The majority of transplanted livers are from cadaveric donors (3)  while the remaining are from living donors who undergo  partial hepatectomy for liver donation (left lateral segment or right lobe for pediatric or adult recipients respectively) (1). 

 

Successful liver transplantation requires a multidisciplinary approach with careful pre-procedural preparation as well as long term follow up. Radiologists play a crucial role in the pre-procedural workup and the short/long term follow up.

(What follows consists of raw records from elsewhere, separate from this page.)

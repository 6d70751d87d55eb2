//! Key input debug demo
//!
//! Usage: cargo run --example key_input_debug
//! Shows every decoded event. Press Escape or Ctrl+C to exit.

use std::sync::Arc;

use conkit::io::{create_terminal, debug};
use conkit::prelude::*;

/// Writes one line per event until Escape or Ctrl+C
struct KeyLog {
    editor: LineEditor,
}

fn describe(event: &Event) -> String {
    match event {
        Event::Key(key) => match key.ch {
            Some(ch) => format!("Key(key={:?}, ch={ch:?})", key.key),
            None => format!("Key(key={:?})", key.key),
        },
        Event::Resize { width, height } => format!("Resize({width}x{height})"),
    }
}

impl Component for KeyLog {
    fn name(&self) -> &str {
        "keylog"
    }

    fn run(&mut self, queue: &EventQueue) -> ConsoleResult<()> {
        self.editor.write_line("Press keys to see decoded events. Escape or Ctrl+C exits.");
        self.editor.surface().flush()?;

        while let Some(event) = queue.poll_event() {
            self.editor.write_line(&describe(&event));
            self.editor.surface().flush()?;
            if let Event::Key(KeyEvent {
                key: Key::Escape | Key::ControlC,
                ..
            }) = event
            {
                break;
            }
        }
        Ok(())
    }
}

fn main() -> ConsoleResult<()> {
    debug::init_from_env();

    let terminal = create_terminal()?;
    terminal.surface.init()?;

    let editor = LineEditor::new(
        terminal.surface.clone(),
        Rect::full(terminal.surface.size()),
    );
    let mut router = EventRouter::new(Arc::clone(&terminal.source));
    router.register(KeyLog { editor });
    let result = router.run();

    terminal.surface.close();
    result
}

Therefore, understanding the surgical procedure and its potential complications is essential for an adequate radiological assessment (4). 

 

Preoperative evaluation of liver parenchyma, its vascularization and biliary system in both donors and recipients can be performed using magnetic resonance imaging (MRI), computed tomography (CT) or ultrasound (US) imaging with Doppler evaluation (4).

 

In our institution, when there is no contraindication, contrast-enhanced MR imaging and MR Cholangiopancreatography (MRCP) are the first choice for preoperative evaluation, given the fact that these imaging techniques are radiation free, ensure accurate parenchymal analysis as well as adequate evaluation of vasculature and biliary system (1).